What is expected:
Of the lines below, write out exactly those from the line with "filename crates/forecast-engine/src/lib.rs" through the line with "a calendar-day horizon.", both included, and skip the rest.

Dataset records
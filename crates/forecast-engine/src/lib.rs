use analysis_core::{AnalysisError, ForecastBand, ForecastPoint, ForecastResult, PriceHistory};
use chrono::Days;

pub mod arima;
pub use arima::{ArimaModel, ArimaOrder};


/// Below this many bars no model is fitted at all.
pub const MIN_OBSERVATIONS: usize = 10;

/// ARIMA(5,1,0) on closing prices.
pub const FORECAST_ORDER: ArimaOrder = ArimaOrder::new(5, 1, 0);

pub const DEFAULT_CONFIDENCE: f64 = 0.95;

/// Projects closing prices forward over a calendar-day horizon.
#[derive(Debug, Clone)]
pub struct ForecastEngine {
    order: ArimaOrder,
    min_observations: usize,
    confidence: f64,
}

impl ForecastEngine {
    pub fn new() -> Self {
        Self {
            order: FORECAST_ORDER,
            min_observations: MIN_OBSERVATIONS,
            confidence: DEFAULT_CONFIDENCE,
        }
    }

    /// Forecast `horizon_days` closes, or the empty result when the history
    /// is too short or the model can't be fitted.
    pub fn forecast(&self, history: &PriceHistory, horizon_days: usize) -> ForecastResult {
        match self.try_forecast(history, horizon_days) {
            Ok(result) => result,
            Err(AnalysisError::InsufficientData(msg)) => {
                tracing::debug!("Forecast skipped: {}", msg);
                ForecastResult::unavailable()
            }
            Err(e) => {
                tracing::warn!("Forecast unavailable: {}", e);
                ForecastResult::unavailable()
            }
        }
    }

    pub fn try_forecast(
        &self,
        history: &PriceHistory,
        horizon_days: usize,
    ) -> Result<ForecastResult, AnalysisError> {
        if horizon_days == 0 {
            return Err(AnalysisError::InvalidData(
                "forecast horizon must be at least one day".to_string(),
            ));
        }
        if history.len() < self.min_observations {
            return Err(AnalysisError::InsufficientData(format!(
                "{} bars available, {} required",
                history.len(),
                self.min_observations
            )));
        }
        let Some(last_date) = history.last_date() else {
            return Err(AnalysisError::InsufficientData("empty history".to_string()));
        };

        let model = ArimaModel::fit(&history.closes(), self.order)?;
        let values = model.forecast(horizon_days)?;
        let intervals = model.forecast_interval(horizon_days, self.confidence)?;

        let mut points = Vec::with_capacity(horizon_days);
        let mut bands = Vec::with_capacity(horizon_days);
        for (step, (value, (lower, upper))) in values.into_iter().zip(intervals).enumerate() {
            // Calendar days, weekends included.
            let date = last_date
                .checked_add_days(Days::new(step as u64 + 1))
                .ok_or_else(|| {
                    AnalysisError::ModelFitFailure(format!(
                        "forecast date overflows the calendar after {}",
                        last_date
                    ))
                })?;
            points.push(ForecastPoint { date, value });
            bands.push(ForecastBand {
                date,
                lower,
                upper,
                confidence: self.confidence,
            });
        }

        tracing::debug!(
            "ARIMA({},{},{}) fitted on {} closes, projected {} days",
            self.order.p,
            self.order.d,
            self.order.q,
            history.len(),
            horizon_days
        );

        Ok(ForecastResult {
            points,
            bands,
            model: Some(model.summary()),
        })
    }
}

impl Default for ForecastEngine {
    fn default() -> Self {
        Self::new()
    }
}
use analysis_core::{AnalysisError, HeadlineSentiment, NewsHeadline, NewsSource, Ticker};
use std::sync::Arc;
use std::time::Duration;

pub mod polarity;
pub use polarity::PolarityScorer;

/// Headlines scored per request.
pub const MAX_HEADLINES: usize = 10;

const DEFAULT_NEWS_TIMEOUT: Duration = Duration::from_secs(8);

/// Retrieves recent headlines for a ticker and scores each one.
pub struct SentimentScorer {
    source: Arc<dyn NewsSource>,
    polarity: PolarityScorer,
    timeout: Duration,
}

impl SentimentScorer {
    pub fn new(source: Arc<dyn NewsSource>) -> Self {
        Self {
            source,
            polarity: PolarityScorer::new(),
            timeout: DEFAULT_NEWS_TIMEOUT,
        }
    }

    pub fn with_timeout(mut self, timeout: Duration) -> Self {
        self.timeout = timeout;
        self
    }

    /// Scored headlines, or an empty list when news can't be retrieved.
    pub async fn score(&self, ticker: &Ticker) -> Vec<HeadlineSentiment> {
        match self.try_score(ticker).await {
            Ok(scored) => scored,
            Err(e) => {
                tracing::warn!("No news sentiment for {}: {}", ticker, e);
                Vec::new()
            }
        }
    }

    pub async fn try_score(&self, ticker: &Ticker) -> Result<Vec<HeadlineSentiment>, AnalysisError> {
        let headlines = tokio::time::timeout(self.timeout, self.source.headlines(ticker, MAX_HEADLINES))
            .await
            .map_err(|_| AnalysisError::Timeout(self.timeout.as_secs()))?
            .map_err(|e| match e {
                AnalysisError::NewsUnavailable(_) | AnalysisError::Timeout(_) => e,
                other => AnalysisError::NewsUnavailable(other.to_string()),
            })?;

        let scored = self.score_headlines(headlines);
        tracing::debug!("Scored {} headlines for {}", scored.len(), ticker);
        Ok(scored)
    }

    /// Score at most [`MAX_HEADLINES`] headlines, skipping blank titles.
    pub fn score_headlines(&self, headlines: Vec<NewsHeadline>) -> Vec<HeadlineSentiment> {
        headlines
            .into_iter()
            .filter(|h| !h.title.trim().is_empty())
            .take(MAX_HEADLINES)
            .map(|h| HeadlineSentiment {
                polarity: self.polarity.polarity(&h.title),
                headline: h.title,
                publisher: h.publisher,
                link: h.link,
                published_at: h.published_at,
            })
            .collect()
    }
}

---

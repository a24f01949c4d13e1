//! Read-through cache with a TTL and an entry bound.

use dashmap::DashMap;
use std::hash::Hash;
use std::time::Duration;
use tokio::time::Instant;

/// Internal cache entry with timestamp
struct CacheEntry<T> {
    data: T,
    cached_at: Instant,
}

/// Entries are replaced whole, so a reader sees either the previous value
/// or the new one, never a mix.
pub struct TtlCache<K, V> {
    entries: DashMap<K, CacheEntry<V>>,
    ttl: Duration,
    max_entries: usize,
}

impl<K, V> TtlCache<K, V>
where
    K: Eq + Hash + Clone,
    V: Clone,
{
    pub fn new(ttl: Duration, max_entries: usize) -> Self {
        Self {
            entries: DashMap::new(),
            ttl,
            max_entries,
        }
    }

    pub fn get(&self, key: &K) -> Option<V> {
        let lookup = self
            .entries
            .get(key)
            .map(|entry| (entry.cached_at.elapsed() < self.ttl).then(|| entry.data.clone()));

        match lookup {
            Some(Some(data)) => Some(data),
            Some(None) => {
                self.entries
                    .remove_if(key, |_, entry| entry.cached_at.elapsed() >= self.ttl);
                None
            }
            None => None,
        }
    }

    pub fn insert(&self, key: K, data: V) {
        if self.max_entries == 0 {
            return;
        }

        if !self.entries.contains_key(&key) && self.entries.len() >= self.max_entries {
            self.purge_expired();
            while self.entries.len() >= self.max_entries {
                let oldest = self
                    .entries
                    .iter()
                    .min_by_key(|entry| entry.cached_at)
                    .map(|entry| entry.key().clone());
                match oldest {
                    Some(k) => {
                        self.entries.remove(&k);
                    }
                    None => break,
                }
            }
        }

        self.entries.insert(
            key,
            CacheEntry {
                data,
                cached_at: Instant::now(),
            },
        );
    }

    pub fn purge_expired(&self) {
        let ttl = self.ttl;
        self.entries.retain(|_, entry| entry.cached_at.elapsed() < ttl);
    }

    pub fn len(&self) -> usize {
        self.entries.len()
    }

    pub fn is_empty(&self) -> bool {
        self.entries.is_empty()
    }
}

==

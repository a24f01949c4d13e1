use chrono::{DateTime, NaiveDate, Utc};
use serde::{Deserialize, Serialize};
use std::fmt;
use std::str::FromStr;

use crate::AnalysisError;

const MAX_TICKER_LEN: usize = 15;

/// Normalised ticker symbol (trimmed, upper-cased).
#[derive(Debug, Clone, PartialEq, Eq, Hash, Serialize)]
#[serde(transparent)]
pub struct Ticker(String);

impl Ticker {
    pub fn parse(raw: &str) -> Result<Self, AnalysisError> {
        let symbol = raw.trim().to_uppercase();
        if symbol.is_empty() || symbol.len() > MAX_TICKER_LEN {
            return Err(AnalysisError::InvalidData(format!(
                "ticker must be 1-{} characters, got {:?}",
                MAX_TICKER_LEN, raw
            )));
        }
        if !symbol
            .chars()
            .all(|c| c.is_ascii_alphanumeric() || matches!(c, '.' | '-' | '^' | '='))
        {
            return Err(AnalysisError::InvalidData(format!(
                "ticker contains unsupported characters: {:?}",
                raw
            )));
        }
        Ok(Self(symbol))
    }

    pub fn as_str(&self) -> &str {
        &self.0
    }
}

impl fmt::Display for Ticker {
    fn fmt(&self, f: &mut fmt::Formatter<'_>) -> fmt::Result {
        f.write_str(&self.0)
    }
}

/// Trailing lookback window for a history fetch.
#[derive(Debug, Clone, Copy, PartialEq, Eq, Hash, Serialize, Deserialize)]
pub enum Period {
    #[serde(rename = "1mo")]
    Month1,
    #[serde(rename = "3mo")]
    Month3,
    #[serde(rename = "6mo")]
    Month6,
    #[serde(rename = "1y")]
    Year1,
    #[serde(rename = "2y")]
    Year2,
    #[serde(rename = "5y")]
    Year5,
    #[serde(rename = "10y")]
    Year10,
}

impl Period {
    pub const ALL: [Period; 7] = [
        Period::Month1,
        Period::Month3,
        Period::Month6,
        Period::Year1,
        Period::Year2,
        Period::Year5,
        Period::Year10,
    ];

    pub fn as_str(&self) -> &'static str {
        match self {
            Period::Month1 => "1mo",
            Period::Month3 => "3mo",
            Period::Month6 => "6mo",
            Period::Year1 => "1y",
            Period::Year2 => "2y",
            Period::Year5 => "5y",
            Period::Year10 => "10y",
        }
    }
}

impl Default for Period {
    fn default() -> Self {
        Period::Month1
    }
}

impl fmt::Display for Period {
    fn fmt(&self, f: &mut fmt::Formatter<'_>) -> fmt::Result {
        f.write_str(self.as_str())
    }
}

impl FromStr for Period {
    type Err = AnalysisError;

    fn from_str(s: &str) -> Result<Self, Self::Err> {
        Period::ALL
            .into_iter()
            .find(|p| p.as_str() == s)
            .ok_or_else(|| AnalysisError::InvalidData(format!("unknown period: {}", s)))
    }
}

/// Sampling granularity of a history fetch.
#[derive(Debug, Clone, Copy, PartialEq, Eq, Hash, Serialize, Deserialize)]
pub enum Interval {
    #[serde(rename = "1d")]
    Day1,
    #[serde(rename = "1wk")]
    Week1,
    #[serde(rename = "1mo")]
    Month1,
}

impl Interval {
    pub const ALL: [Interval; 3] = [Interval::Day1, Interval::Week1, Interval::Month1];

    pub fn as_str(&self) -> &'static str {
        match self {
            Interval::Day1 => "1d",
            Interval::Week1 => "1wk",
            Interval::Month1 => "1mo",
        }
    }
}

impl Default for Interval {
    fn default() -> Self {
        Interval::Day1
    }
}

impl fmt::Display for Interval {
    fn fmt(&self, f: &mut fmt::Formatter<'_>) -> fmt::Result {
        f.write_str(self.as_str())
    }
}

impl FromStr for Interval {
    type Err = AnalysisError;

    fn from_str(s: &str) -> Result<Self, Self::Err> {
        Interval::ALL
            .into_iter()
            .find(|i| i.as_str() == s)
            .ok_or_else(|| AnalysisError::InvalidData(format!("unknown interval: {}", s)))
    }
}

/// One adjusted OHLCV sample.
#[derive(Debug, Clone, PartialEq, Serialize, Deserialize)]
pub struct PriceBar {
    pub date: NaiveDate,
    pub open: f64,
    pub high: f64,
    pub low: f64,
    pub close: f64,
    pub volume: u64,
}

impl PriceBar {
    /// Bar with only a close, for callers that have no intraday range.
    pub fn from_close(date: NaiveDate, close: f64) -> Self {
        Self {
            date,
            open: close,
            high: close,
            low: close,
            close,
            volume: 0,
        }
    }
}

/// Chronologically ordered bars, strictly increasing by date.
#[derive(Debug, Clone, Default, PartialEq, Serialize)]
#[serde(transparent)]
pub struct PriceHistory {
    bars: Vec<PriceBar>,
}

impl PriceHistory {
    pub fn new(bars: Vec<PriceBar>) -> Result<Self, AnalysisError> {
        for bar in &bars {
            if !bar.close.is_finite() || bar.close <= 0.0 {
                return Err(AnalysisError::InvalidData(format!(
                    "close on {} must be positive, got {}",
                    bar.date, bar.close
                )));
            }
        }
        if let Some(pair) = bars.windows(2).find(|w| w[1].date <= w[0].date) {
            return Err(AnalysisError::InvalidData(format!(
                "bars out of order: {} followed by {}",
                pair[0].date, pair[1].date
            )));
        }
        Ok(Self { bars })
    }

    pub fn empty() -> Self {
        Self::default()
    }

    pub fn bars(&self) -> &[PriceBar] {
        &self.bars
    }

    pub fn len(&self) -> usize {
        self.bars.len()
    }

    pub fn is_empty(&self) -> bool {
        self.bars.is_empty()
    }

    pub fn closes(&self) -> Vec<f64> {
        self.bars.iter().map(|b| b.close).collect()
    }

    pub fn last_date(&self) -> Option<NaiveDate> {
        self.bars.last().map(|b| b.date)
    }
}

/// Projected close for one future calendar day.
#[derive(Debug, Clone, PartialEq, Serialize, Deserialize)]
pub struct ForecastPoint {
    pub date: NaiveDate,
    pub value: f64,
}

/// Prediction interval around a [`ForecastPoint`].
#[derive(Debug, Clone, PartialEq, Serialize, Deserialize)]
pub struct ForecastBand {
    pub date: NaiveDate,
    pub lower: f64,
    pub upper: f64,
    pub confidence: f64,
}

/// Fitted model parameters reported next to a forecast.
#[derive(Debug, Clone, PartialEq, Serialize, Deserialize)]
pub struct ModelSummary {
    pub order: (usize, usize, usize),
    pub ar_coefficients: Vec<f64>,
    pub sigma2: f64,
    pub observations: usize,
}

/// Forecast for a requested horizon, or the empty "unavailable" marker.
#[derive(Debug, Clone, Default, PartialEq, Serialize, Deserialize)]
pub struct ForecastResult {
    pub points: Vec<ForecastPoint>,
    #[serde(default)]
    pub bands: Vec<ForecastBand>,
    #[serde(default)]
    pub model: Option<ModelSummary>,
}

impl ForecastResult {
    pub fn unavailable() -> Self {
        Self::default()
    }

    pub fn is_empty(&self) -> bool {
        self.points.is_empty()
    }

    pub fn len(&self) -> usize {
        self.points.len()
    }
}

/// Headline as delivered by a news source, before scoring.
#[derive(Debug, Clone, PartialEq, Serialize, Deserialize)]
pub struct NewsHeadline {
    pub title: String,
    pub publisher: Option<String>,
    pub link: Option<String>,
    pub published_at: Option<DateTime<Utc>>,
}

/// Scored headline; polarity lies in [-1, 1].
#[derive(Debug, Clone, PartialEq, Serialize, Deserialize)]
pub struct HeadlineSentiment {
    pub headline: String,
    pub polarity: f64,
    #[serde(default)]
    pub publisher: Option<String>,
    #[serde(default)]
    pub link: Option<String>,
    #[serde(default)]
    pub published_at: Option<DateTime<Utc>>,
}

Task answer:
filename crates/forecast-engine/src/lib.rs
use analysis_core::{AnalysisError, ForecastBand, ForecastPoint, ForecastResult, PriceHistory};
use chrono::Days;

pub mod arima;
pub use arima::{ArimaModel, ArimaOrder};


/// Below this many bars no model is fitted at all.
pub const MIN_OBSERVATIONS: usize = 10;

/// ARIMA(5,1,0) on closing prices.
pub const FORECAST_ORDER: ArimaOrder = ArimaOrder::new(5, 1, 0);

pub const DEFAULT_CONFIDENCE: f64 = 0.95;

/// Projects closing prices forward over a calendar-day horizon.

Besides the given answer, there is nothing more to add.